The total amount incurred by us, through EEP, per the MEP only cost centers, for services received pursuant to the general and administrative services agreement for the years ended December 31, 2013, 2012 and 2011 was $176.9 million, $207.3 million and $182.1 million, respectively. These amounts were settled through “Net cash contributions from partners” as reflected on our Consolidated Statements of Partners’ Capital and amounts settled after November 12, 2013 were settled through cash. The following table presents the affiliate amounts reflected in our Consolidated Statements of Income by category as follows:

Enbridge and Enbridge Management and their respective affiliates allocated direct workforce costs to us for our construction projects of $6.8 million, $6.4 million and $6.0 million as of December 31, 2013, 2012 and 2011, respectively, that we recorded as additions to “Property, plant and equipment, net” on our consolidated statements of financial position.

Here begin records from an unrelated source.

//! Transfer manager (C12)
//!
//! The engine's single façade: six entry points (`upload`, `download`,
//! `copy`, `upload_directory`, `download_directory`, `copy_directory`) that
//! wire together the memory pool (C1), both schedulers (C8/C9), the
//! checkpoint store (C10), and single/directory transfers (C6/C7) behind one
//! process-wide uniqueness guard, grounded on the teacher's
//! `core::scheduler::TaskScheduler` owning the one shared worker pool every
//! copy job in the process runs through.
//!
//! Per-chunk resume state for a single-object transfer lives in the
//! `CheckpointStore` for the lifetime of the process; persisting it to a
//! `StreamJournal` (C11) across restarts is opt-in per call via
//! `journal_path` and happens once at the end of `execute()`, not per chunk,
//! so the existing chunk loop in `transfer::single` stays untouched. A
//! transfer killed mid-flight therefore resumes from the last full
//! `execute()` attempt's checkpoint, not the last committed chunk — recorded
//! as an open question resolution in `DESIGN.md`.

use crate::blob::BlobClient;
use crate::checkpoint::CheckpointStore;
use crate::config::EngineConfig;
use crate::error::{DmError, Result};
use crate::journal::{StreamJournal, TransferRecord};
use crate::location::TransferLocation;
use crate::pool::CellPool;
use crate::progress::ProgressTracker;
use crate::scheduler::{ListingScheduler, TransferScheduler};
use crate::transfer::{
    transfer_key, DirectoryTransfer, JobStatus, SingleObjectTransfer, TransferContext, TransferKey,
    TransferMethod,
};
use dashmap::mapref::entry::Entry;
use dashmap::DashMap;
use std::path::Path;
use std::sync::atomic::AtomicBool;
use std::sync::Arc;

/// Process-wide façade over the engine. One instance is meant to be shared
/// (via `Arc`) across every transfer a process issues, so the schedulers'
/// concurrency bounds and the checkpoint store are actually global.
pub struct TransferManager {
    config: EngineConfig,
    blob_client: Arc<dyn BlobClient>,
    pool: Arc<CellPool>,
    scheduler: Arc<TransferScheduler>,
    listing_scheduler: Arc<ListingScheduler>,
    checkpoints: Arc<CheckpointStore>,
    active: DashMap<TransferKey, ()>,
}

impl TransferManager {
    pub fn new(config: EngineConfig, blob_client: Arc<dyn BlobClient>) -> Arc<Self> {
        let pool = Arc::new(CellPool::from_available_memory(config.maximum_cache_size));
        let scheduler = TransferScheduler::new(&config, Arc::clone(&pool));
        let listing_scheduler = ListingScheduler::new(config.max_listing_concurrency);
        Arc::new(Self {
            config,
            blob_client,
            pool,
            scheduler,
            listing_scheduler,
            checkpoints: Arc::new(CheckpointStore::new()),
            active: DashMap::new(),
        })
    }

    /// Upload: local source to remote destination, `SyncCopy`.
    pub async fn upload(
        &self,
        source: TransferLocation,
        destination: TransferLocation,
        context: TransferContext,
        overwrite: bool,
        journal_path: Option<&Path>,
    ) -> Result<Arc<ProgressTracker>> {
        self.run_single(source, destination, TransferMethod::SyncCopy, context, overwrite, journal_path)
            .await
    }

    /// Download: remote source to local destination, `SyncCopy`.
    pub async fn download(
        &self,
        source: TransferLocation,
        destination: TransferLocation,
        context: TransferContext,
        overwrite: bool,
        journal_path: Option<&Path>,
    ) -> Result<Arc<ProgressTracker>> {
        self.run_single(source, destination, TransferMethod::SyncCopy, context, overwrite, journal_path)
            .await
    }

    /// Copy: remote source to remote destination, `ServiceSideAsyncCopy`.
    pub async fn copy(
        &self,
        source: TransferLocation,
        destination: TransferLocation,
        context: TransferContext,
        overwrite: bool,
        journal_path: Option<&Path>,
    ) -> Result<Arc<ProgressTracker>> {
        self.run_single(
            source,
            destination,
            TransferMethod::ServiceSideAsyncCopy,
            context,
            overwrite,
            journal_path,
        )
        .await
    }

    /// Upload a whole local directory tree to a remote prefix.
    pub async fn upload_directory(
        &self,
        source_root: TransferLocation,
        dest_root: TransferLocation,
        context: TransferContext,
        overwrite: bool,
    ) -> Result<Arc<ProgressTracker>> {
        self.run_directory(source_root, dest_root, TransferMethod::SyncCopy, context, overwrite)
            .await
    }

    /// Download a whole remote prefix to a local directory tree.
    pub async fn download_directory(
        &self,
        source_root: TransferLocation,
        dest_root: TransferLocation,
        context: TransferContext,
        overwrite: bool,
    ) -> Result<Arc<ProgressTracker>> {
        self.run_directory(source_root, dest_root, TransferMethod::SyncCopy, context, overwrite)
            .await
    }

    /// Server-side copy a remote prefix to another remote prefix.
    pub async fn copy_directory(
        &self,
        source_root: TransferLocation,
        dest_root: TransferLocation,
        context: TransferContext,
        overwrite: bool,
    ) -> Result<Arc<ProgressTracker>> {
        self.run_directory(
            source_root,
            dest_root,
            TransferMethod::ServiceSideAsyncCopy,
            context,
            overwrite,
        )
        .await
    }

    /// Claim `key` for the duration of one transfer, rejecting a second
    /// concurrent call with the same `(source, dest)` identity per §4.8.
    fn guard(&self, key: &TransferKey) -> Result<()> {
        match self.active.entry(key.clone()) {
            Entry::Occupied(_) => Err(DmError::TransferAlreadyExists(format!("{}->{}", key.0, key.1))),
            Entry::Vacant(v) => {
                v.insert(());
                Ok(())
            }
        }
    }

    async fn run_single(
        &self,
        source: TransferLocation,
        destination: TransferLocation,
        method: TransferMethod,
        context: TransferContext,
        overwrite: bool,
        journal_path: Option<&Path>,
    ) -> Result<Arc<ProgressTracker>> {
        TransferLocation::validate_pair(&source, &destination)?;
        let key = transfer_key(&source, &destination);
        self.guard(&key)?;
        let result = self
            .run_single_inner(source, destination, method, context, overwrite, &key, journal_path)
            .await;
        self.active.remove(&key);
        result
    }

    async fn run_single_inner(
        &self,
        source: TransferLocation,
        destination: TransferLocation,
        method: TransferMethod,
        context: TransferContext,
        overwrite: bool,
        key: &TransferKey,
        journal_path: Option<&Path>,
    ) -> Result<Arc<ProgressTracker>> {
        let progress = ProgressTracker::new();

        let journal = journal_path
            .map(|p| StreamJournal::open(p, &self.config))
            .transpose()?;

        let transfer = SingleObjectTransfer::with_stall_window(
            source.clone(),
            destination.clone(),
            method,
            context,
            Arc::clone(&progress),
            overwrite,
            self.config.stall_window,
        )?;

        if let Some(checkpoint) = self.checkpoints.get(key) {
            let mut job = transfer.job.lock().expect("transfer job lock poisoned");
            job.checkpoint = checkpoint;
            job.status = JobStatus::Transfer;
        } else if let Some((stream_journal, Some((record, _)))) = &journal {
            let _ = stream_journal;
            let mut job = transfer.job.lock().expect("transfer job lock poisoned");
            job.checkpoint = record.checkpoint.clone();
            job.copy_id = record.copy_id.clone();
            job.status = record.status;
            job.reposition_for_resume();
        }

        let permit = self.scheduler.admit().await?;
        let cancelled = Arc::new(AtomicBool::new(false));
        let result = transfer
            .execute(Arc::clone(&self.blob_client), Arc::clone(&self.pool), cancelled)
            .await;
        self.scheduler.record_outcome(result.is_ok());
        drop(permit);

        let final_job = transfer.job.lock().expect("transfer job lock poisoned");
        let checkpoint = final_job.checkpoint.clone();
        let status = final_job.status;
        let copy_id = final_job.copy_id.clone();
        drop(final_job);

        if result.is_ok() {
            self.checkpoints.remove(key);
        } else {
            self.checkpoints.record(key.clone(), checkpoint.clone());
        }

        if let Some((stream_journal, _)) = &journal {
            let record = TransferRecord {
                source,
                destination,
                method,
                status,
                copy_id,
                checkpoint,
            };
            stream_journal.write_base_transfer(&record, progress.snapshot())?;
        }

        result.map(|_| progress)
    }

    async fn run_directory(
        &self,
        source_root: TransferLocation,
        dest_root: TransferLocation,
        method: TransferMethod,
        context: TransferContext,
        overwrite: bool,
    ) -> Result<Arc<ProgressTracker>> {
        TransferLocation::validate_pair(&source_root, &dest_root)?;
        let key = transfer_key(&source_root, &dest_root);
        self.guard(&key)?;

        let transfer = DirectoryTransfer::with_stall_window(
            source_root,
            dest_root,
            method,
            context,
            overwrite,
            self.config.max_listing_concurrency,
            self.config.stall_window,
        );
        let progress = Arc::clone(transfer.progress());

        let result = transfer
            .execute(
                Arc::clone(&self.blob_client),
                Arc::clone(&self.pool),
                Arc::clone(&self.scheduler),
                Arc::clone(&self.listing_scheduler),
            )
            .await;
        self.active.remove(&key);
        result.map(|_| progress)
    }
}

Insurance Allocation Agreement

We participate in the comprehensive insurance program that is maintained by Enbridge for its benefit and the benefit of its subsidiaries. On November 13, 2013, in connection with the closing of the Offering, we entered into an Amended and Restated Allocation Agreement, or the Insurance Allocation Agreement, by and among the Partnership, Enbridge, EEP and Enbridge Income Fund Holdings Inc., in order to participate in the comprehensive insurance program that is maintained by Enbridge for it and its subsidiaries. Under this agreement, in the unlikely event that multiple insurable incidents occur which exceed coverage limits within the same insurance period, the total insurance coverage will be allocated among the Enbridge entities on an equitable basis.

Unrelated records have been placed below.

//! Progress tracker (C2)
//!
//! Atomic byte/file counters with optional parent aggregation: any non-zero
//! delta applied to a child tracker is also applied to every ancestor
//! exactly once. Reporting is debounced by a compare-and-set "in-flight"
//! flag so at most one reporter thread runs at a time; a report requested
//! while one is in flight coalesces into a single follow-up report.

use std::sync::atomic::{AtomicBool, AtomicU64, Ordering};
use std::sync::Arc;

/// Callback invoked on a (debounced) progress report.
pub trait ProgressHandler: Send + Sync {
    /// Called with a snapshot of the tracker's counters.
    fn report(&self, snapshot: ProgressSnapshot);
}

/// Point-in-time view of a tracker's counters.
#[derive(Debug, Clone, Copy, PartialEq, Eq, serde::Serialize, serde::Deserialize)]
pub struct ProgressSnapshot {
    pub bytes: u64,
    pub files_transferred: u64,
    pub files_skipped: u64,
    pub files_failed: u64,
}

impl ProgressSnapshot {
    /// Total files accounted for (transferred + skipped + failed).
    pub fn total_accounted(&self) -> u64 {
        self.files_transferred + self.files_skipped + self.files_failed
    }
}

/// Atomic progress counters with optional parent aggregation.
pub struct ProgressTracker {
    bytes: AtomicU64,
    files_transferred: AtomicU64,
    files_skipped: AtomicU64,
    files_failed: AtomicU64,
    parent: Option<Arc<ProgressTracker>>,
    handler: Option<Arc<dyn ProgressHandler>>,
    report_in_flight: AtomicBool,
    report_pending: AtomicBool,
}

impl ProgressTracker {
    /// Create a root tracker with no parent and no report handler.
    pub fn new() -> Arc<Self> {
        Arc::new(Self {
            bytes: AtomicU64::new(0),
            files_transferred: AtomicU64::new(0),
            files_skipped: AtomicU64::new(0),
            files_failed: AtomicU64::new(0),
            parent: None,
            handler: None,
            report_in_flight: AtomicBool::new(false),
            report_pending: AtomicBool::new(false),
        })
    }

    /// Create a root tracker with a report handler attached.
    pub fn with_handler(handler: Arc<dyn ProgressHandler>) -> Arc<Self> {
        Arc::new(Self {
            bytes: AtomicU64::new(0),
            files_transferred: AtomicU64::new(0),
            files_skipped: AtomicU64::new(0),
            files_failed: AtomicU64::new(0),
            parent: None,
            handler: Some(handler),
            report_in_flight: AtomicBool::new(false),
            report_pending: AtomicBool::new(false),
        })
    }

    /// Create a child tracker that aggregates into `parent` on every update.
    /// The child inherits the parent's report handler is not copied — only
    /// the root's handler fires, since aggregation always bubbles up to it.
    pub fn child_of(parent: &Arc<ProgressTracker>) -> Arc<Self> {
        Arc::new(Self {
            bytes: AtomicU64::new(0),
            files_transferred: AtomicU64::new(0),
            files_skipped: AtomicU64::new(0),
            files_failed: AtomicU64::new(0),
            parent: Some(Arc::clone(parent)),
            handler: None,
            report_in_flight: AtomicBool::new(false),
            report_pending: AtomicBool::new(false),
        })
    }

    /// Record `delta` bytes transferred, propagating to every ancestor.
    pub fn add_bytes(&self, delta: u64) {
        if delta == 0 {
            return;
        }
        self.bytes.fetch_add(delta, Ordering::Relaxed);
        if let Some(parent) = &self.parent {
            parent.add_bytes(delta);
        }
        self.maybe_report();
    }

    /// Record one file transferred.
    pub fn add_file_transferred(&self) {
        self.files_transferred.fetch_add(1, Ordering::Relaxed);
        if let Some(parent) = &self.parent {
            parent.add_file_transferred();
        }
        self.maybe_report();
    }

    /// Record one file skipped.
    pub fn add_file_skipped(&self) {
        self.files_skipped.fetch_add(1, Ordering::Relaxed);
        if let Some(parent) = &self.parent {
            parent.add_file_skipped();
        }
        self.maybe_report();
    }

    /// Record one file failed.
    pub fn add_file_failed(&self) {
        self.files_failed.fetch_add(1, Ordering::Relaxed);
        if let Some(parent) = &self.parent {
            parent.add_file_failed();
        }
        self.maybe_report();
    }

    /// Current counter snapshot.
    pub fn snapshot(&self) -> ProgressSnapshot {
        ProgressSnapshot {
            bytes: self.bytes.load(Ordering::Relaxed),
            files_transferred: self.files_transferred.load(Ordering::Relaxed),
            files_skipped: self.files_skipped.load(Ordering::Relaxed),
            files_failed: self.files_failed.load(Ordering::Relaxed),
        }
    }

    /// Attempt to run the report handler, debounced: if a report is already
    /// in flight, mark one pending and return — the in-flight report's
    /// caller drains the pending flag before releasing the in-flight lock.
    fn maybe_report(&self) {
        let Some(handler) = &self.handler else {
            return;
        };

        if self
            .report_in_flight
            .compare_exchange(false, true, Ordering::AcqRel, Ordering::Acquire)
            .is_err()
        {
            self.report_pending.store(true, Ordering::Release);
            return;
        }

        loop {
            handler.report(self.snapshot());
            // If another update arrived while we were reporting, loop once
            // more instead of dropping it; otherwise release the flag.
            if self
                .report_pending
                .compare_exchange(true, false, Ordering::AcqRel, Ordering::Acquire)
                .is_err()
            {
                break;
            }
        }
        self.report_in_flight.store(false, Ordering::Release);
    }
}

#[cfg(test)]
mod tests {
    use super::*;
    use std::sync::Mutex;

    struct RecordingHandler(Mutex<Vec<ProgressSnapshot>>);

    impl ProgressHandler for RecordingHandler {
        fn report(&self, snapshot: ProgressSnapshot) {
            self.0.lock().unwrap().push(snapshot);
        }
    }

    #[test]
    fn child_updates_propagate_to_parent() {
        let parent = ProgressTracker::new();
        let child = ProgressTracker::child_of(&parent);

        child.add_bytes(100);
        child.add_file_transferred();

        let snap = parent.snapshot();
        assert_eq!(snap.bytes, 100);
        assert_eq!(snap.files_transferred, 1);
    }

    #[test]
    fn counters_are_monotonic() {
        let tracker = ProgressTracker::new();
        tracker.add_bytes(10);
        tracker.add_bytes(20);
        tracker.add_file_failed();
        let snap = tracker.snapshot();
        assert_eq!(snap.bytes, 30);
        assert_eq!(snap.files_failed, 1);
        assert_eq!(snap.total_accounted(), 1);
    }

    #[test]
    fn reports_fire_on_update() {
        let handler = Arc::new(RecordingHandler(Mutex::new(Vec::new())));
        let tracker = ProgressTracker::with_handler(handler.clone());
        tracker.add_bytes(5);
        tracker.add_file_transferred();
        let reports = handler.0.lock().unwrap();
        assert!(!reports.is_empty());
        assert_eq!(reports.last().unwrap().files_transferred, 1);
    }

    #[test]
    fn zero_delta_is_a_noop() {
        let tracker = ProgressTracker::new();
        tracker.add_bytes(0);
        assert_eq!(tracker.snapshot().bytes, 0);
    }
}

Affiliate Revenues and Purchases

We purchase natural gas, NGLs and crude oil from third parties, which subsequently generate operating revenues from sales to Enbridge and its affiliates. The sales to Enbridge and its affiliates are presented in “Operating revenue - affiliate” on our consolidated statements of income. These transactions are entered into at the market price on the date of sale. Included in our results for the years ended December 31, 2013, 2012 and 2011 are operating revenues from sales to Enbridge and its affiliates of $213.1 million, $396.2 million and $323.0 million, respectively.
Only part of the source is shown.